**TASK STATEMENT**.
Filter the material below so that only lines containing "owner" remain.

☆ ☆ ☆ ☆

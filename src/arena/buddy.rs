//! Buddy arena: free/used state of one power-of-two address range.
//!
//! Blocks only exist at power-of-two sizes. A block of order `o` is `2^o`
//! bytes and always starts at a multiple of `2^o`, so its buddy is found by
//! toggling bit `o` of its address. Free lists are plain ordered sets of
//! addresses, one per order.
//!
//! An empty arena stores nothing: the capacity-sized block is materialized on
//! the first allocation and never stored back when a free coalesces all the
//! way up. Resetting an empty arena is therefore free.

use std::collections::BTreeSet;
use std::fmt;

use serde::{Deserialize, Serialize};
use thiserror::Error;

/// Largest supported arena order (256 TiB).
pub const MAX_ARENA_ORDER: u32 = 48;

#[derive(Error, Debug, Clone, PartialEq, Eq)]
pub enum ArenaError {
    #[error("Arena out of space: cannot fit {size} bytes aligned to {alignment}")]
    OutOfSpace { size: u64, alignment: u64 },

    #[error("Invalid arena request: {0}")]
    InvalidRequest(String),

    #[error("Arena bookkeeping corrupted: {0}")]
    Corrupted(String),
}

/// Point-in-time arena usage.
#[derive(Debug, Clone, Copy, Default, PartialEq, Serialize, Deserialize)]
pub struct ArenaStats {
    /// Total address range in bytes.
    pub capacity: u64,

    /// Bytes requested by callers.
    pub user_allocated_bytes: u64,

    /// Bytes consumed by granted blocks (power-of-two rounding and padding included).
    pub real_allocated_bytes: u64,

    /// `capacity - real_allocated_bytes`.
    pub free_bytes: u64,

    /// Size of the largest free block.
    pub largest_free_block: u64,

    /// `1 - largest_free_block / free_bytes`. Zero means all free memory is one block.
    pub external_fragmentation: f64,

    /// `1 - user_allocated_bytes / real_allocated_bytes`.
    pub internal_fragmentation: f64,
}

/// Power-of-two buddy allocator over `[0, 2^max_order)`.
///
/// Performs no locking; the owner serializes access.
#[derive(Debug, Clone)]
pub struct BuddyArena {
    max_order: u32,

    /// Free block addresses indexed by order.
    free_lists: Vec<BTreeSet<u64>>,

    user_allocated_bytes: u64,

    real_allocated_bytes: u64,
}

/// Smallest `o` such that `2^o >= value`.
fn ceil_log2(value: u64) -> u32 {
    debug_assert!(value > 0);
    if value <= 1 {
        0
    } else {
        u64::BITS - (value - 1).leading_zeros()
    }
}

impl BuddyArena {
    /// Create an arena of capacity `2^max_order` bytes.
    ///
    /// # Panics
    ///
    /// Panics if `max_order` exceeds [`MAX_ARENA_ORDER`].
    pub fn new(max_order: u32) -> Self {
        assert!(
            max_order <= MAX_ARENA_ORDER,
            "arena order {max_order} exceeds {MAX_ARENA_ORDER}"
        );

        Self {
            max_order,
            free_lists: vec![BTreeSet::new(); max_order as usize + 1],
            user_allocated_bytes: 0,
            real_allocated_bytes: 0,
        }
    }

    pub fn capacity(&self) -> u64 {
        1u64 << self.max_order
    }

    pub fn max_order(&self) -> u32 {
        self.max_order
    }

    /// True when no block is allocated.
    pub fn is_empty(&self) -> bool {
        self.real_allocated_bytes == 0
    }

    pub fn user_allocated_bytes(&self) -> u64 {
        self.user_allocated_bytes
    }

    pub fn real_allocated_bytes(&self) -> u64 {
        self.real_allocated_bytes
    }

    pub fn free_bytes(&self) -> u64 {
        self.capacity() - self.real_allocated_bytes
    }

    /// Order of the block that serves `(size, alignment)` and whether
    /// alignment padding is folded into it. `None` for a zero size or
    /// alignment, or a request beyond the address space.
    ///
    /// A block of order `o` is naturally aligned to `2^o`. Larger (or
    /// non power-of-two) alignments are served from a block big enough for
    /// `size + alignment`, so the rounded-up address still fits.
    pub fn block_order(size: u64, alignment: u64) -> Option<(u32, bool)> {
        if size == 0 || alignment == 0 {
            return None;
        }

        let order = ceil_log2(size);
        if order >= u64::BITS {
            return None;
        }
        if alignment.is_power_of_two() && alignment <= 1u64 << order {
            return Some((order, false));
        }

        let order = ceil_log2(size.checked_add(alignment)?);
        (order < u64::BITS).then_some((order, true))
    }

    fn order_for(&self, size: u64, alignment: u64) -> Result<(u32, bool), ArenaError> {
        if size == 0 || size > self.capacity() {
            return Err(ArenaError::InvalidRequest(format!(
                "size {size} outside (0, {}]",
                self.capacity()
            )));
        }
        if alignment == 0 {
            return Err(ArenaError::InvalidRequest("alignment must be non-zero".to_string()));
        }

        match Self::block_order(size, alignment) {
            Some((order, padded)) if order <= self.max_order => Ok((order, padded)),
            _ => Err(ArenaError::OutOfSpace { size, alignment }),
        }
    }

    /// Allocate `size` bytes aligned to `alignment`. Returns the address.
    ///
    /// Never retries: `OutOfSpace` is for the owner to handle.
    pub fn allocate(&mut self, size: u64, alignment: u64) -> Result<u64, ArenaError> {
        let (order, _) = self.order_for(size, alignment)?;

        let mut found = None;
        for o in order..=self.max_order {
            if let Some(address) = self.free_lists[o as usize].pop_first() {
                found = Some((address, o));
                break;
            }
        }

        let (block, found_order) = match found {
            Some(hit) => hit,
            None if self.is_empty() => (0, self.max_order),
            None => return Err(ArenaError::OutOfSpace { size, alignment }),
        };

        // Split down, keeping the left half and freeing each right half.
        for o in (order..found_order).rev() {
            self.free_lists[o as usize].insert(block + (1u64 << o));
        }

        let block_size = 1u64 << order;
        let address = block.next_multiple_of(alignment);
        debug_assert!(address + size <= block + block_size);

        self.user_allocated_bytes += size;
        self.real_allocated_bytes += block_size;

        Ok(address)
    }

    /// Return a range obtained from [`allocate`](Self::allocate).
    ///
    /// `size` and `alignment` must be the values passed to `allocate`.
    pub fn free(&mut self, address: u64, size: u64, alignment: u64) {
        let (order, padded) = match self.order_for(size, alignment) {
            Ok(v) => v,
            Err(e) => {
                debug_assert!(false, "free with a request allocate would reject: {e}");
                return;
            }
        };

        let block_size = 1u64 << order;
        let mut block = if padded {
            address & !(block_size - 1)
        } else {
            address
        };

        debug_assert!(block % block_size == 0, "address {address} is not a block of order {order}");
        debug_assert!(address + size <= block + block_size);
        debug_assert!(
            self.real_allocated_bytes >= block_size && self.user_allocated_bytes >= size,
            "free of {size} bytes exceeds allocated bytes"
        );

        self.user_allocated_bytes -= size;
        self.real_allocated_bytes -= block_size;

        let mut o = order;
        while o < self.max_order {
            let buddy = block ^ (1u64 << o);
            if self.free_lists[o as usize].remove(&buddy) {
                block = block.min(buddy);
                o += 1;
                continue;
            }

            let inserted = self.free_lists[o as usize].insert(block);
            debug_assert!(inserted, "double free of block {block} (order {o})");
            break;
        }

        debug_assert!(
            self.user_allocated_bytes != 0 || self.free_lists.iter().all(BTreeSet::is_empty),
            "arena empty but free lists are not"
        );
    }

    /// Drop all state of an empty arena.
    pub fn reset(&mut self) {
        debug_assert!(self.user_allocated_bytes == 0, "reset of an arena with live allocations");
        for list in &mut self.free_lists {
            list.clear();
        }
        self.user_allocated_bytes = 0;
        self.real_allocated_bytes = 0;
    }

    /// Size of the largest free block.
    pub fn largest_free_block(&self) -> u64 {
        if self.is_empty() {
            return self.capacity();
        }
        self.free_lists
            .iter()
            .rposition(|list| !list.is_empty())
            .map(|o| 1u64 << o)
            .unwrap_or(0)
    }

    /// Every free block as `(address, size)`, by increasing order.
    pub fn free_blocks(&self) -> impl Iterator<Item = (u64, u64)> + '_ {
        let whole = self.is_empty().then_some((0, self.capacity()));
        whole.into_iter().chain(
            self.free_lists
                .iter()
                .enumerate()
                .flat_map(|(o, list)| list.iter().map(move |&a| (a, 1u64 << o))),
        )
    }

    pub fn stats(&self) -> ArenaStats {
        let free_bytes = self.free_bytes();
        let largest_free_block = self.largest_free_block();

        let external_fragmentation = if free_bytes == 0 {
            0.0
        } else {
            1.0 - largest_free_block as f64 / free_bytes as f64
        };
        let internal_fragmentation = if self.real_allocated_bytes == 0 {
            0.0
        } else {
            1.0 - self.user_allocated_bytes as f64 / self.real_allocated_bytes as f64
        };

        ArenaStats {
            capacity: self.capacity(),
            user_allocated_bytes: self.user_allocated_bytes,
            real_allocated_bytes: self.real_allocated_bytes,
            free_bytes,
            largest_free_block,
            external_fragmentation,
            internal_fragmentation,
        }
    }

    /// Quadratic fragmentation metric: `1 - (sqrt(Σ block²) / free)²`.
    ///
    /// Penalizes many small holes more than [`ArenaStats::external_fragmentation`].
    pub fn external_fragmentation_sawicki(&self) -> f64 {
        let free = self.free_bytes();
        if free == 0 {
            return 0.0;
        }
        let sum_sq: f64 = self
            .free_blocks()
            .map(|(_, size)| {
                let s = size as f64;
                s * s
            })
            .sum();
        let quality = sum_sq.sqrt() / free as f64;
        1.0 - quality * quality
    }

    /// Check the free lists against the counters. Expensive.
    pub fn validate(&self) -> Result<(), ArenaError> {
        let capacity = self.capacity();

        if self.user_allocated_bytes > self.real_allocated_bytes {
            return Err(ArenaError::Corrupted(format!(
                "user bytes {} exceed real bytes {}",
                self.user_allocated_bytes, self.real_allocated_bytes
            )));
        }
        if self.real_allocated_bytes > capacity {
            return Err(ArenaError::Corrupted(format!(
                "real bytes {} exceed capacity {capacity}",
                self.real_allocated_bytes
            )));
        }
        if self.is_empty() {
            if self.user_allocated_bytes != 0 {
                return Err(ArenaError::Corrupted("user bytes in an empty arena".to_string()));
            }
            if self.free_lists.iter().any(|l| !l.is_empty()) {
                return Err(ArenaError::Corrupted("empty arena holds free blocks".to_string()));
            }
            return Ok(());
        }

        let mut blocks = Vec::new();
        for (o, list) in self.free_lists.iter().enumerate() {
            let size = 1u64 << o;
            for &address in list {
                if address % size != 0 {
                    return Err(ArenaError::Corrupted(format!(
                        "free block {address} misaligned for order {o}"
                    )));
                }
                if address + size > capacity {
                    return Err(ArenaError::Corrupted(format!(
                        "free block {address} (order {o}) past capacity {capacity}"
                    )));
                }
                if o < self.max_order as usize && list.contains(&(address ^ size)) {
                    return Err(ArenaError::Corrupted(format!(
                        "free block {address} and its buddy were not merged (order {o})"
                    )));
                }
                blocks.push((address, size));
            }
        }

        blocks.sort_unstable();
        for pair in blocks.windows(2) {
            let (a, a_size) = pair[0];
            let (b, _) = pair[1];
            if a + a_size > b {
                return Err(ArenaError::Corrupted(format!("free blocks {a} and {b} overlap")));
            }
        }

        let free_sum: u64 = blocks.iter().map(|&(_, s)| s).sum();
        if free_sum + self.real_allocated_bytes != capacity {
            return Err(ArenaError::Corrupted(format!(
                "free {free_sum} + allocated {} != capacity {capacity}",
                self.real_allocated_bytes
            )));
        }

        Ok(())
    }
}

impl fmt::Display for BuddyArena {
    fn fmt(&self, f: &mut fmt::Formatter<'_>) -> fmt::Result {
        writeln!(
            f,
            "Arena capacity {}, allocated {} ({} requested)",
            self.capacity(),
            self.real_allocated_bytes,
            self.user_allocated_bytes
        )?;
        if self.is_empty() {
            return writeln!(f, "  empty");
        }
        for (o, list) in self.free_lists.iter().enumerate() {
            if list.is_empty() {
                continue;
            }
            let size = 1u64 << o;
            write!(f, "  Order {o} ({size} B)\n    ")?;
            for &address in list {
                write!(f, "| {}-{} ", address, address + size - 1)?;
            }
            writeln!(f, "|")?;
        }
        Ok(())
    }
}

☆ ☆ ☆ ☆

**FINAL ANSWER**.
/// Performs no locking; the owner serializes access.
    /// Never retries: `OutOfSpace` is for the owner to handle.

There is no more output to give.